Still waiting, she replied. I don’t like it.

Neither did I. The Superiority had both cytonics and hyperdrives—they could bring vast resources to bear in an instant. If they were hesitating, it was because they were calling up their people wherever they were stationed—and it could be nearly anywhere in the galaxy. We’d taken out their planetary cannon on ReDawn, but I doubted it was their only one.

And Juno? I asked.

He keeps telling me I am relaxed. I am not.

Yeah, I said. I wasn’t either. It worked anyway though.

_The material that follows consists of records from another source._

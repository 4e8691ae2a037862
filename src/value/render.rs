//! Cycle-aware rendering of heap values for diagnostics.
//!
//! A container met again while it is still being written prints as `[...]`,
//! `(...)` or `{...}`.
use std::fmt::{self, Write};

use super::{Heap, Node, ValueId};

pub struct Rendered<'h> {
    heap: &'h Heap,
    id: ValueId,
}

impl Heap {
    pub fn render(&self, id: ValueId) -> Rendered<'_> {
        Rendered { heap: self, id }
    }

    /// Rendering cut after roughly `max` bytes, for error messages.
    pub fn render_short(&self, id: ValueId, max: usize) -> String {
        let mut out = String::new();
        let mut on_path = Vec::new();
        if !write_node(self, id, &mut out, &mut on_path, max) {
            out.push_str("...");
        }
        out
    }
}

impl fmt::Display for Rendered<'_> {
    fn fmt(&self, f: &mut fmt::Formatter<'_>) -> fmt::Result {
        let mut out = String::new();
        write_node(self.heap, self.id, &mut out, &mut Vec::new(), usize::MAX);
        f.write_str(&out)
    }
}

/// Returns false once `limit` is exceeded; the caller stops writing.
fn write_node(heap: &Heap, id: ValueId, out: &mut String, on_path: &mut Vec<ValueId>, limit: usize) -> bool {
    if out.len() > limit { return false; }
    match heap.get(id) {
        Node::Null => out.push_str("null"),
        Node::Bool(b) => { let _ = write!(out, "{b}"); }
        Node::Int(i) => { let _ = write!(out, "{i}"); }
        Node::UInt(u) => { let _ = write!(out, "{u}"); }
        Node::Float(x) => { let _ = write!(out, "{:?}", x.0); }
        Node::Str(s) => { let _ = write!(out, "{s:?}"); }
        Node::List(xs) => return write_seq(heap, id, xs, ("[", "]"), out, on_path, limit),
        Node::Tuple(xs) => return write_seq(heap, id, xs, ("(", ")"), out, on_path, limit),
        Node::Map(m) => {
            if on_path.contains(&id) {
                out.push_str("{...}");
                return true;
            }
            on_path.push(id);
            out.push('{');
            for (i, (k, v)) in m.iter().enumerate() {
                if i > 0 { out.push_str(", "); }
                let _ = write!(out, "{k:?}: ");
                if !write_node(heap, *v, out, on_path, limit) {
                    on_path.pop();
                    return false;
                }
            }
            out.push('}');
            on_path.pop();
        }
    }
    out.len() <= limit
}

fn write_seq(
    heap: &Heap,
    id: ValueId,
    xs: &[ValueId],
    (open, close): (&str, &str),
    out: &mut String,
    on_path: &mut Vec<ValueId>,
    limit: usize,
) -> bool {
    if on_path.contains(&id) {
        out.push_str(open);
        out.push_str("...");
        out.push_str(close);
        return true;
    }
    on_path.push(id);
    out.push_str(open);
    for (i, x) in xs.iter().enumerate() {
        if i > 0 { out.push_str(", "); }
        if !write_node(heap, *x, out, on_path, limit) {
            on_path.pop();
            return false;
        }
    }
    if xs.len() == 1 && open == "(" { out.push(','); }
    out.push_str(close);
    on_path.pop();
    out.len() <= limit
}

#[cfg(test)]
mod tests {
    use super::*;

    #[test]
    fn cyclic_list_renders_with_ellipsis() {
        let mut heap = Heap::new();
        let v = heap.list(Vec::new());
        let two = heap.int(2);
        heap.push(v, v);
        heap.push(v, two);
        assert_eq!(heap.render(v).to_string(), "[[...], 2]");
    }

    #[test]
    fn maps_tuples_and_strings() {
        let mut heap = Heap::new();
        let a = heap.str("abc");
        let t = heap.tuple(vec![a]);
        let m = heap.map([("k", t)]);
        heap.insert(m, "me", m);
        assert_eq!(heap.render(m).to_string(), r#"{"k": ("abc",), "me": {...}}"#);
    }

    #[test]
    fn short_rendering_is_bounded() {
        let mut heap = Heap::new();
        let items: Vec<_> = (0..1000).map(|i| heap.int(i)).collect();
        let big = heap.list(items);
        let s = heap.render_short(big, 32);
        assert!(s.len() < 64, "{s}");
        assert!(s.ends_with("..."));
    }
}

That is encouraging, Alanik said. Thank you.

Keep me informed, I said, and I felt her agreement although she didn’t respond in words.

When I tuned back in, FM was in the middle of telling Rig about me taking out the Superiority ships with the mindblades.

“That sounds dangerous,” Rig said.

“It was amazing,” FM said, and she sounded like she meant it.

“Sure. Amazing, but dangerous.”

“It was kind of surreal,” I said. “But it worked well in that fight. It won’t be enough in the long term though. Now that the Superiority knows we’re working with the kitsen, they’ll gather more ships to bring against us. We need help.”

We reached the corridor with Stoff’s quarters. At the end of the hall a guard stood watch by his door—Kelin, who’d been assigned to watch Cobb since he became admiral.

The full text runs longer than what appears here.